DIRECTIONS FOR THIS TASK
If a line in the data below contains "generation", copy it.

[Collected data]
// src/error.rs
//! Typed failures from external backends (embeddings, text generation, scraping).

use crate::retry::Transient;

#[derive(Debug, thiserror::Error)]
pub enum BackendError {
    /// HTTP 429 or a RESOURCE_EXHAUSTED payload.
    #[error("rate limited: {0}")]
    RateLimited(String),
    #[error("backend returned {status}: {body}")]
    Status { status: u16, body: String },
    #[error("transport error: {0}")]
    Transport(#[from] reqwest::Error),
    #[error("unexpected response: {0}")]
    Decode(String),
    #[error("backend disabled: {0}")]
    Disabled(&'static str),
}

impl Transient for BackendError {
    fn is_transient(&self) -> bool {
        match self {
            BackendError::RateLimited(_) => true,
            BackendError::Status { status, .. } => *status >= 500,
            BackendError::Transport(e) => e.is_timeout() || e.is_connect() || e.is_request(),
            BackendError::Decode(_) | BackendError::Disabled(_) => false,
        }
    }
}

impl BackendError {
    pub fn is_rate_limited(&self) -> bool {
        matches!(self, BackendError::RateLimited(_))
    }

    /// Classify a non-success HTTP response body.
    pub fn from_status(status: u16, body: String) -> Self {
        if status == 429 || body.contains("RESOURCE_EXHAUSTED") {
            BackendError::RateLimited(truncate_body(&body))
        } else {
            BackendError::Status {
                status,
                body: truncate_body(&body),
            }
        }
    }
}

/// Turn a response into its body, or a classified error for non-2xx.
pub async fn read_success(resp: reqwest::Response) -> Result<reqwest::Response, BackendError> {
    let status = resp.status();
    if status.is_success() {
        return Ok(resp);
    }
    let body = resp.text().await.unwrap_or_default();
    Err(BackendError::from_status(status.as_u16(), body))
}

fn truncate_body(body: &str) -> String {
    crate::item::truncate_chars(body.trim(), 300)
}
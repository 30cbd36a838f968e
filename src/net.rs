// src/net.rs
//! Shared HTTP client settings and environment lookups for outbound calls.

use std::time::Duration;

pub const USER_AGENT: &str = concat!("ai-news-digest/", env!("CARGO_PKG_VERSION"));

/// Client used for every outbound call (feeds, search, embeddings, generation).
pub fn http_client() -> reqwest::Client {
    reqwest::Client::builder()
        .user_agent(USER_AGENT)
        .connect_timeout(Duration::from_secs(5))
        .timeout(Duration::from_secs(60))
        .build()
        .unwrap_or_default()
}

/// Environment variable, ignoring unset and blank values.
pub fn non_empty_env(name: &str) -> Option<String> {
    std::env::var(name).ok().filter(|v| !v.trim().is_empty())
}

SOLUTION TO THE PROBLEM
//! Typed failures from external backends (embeddings, text generation, scraping).
/// Client used for every outbound call (feeds, search, embeddings, generation).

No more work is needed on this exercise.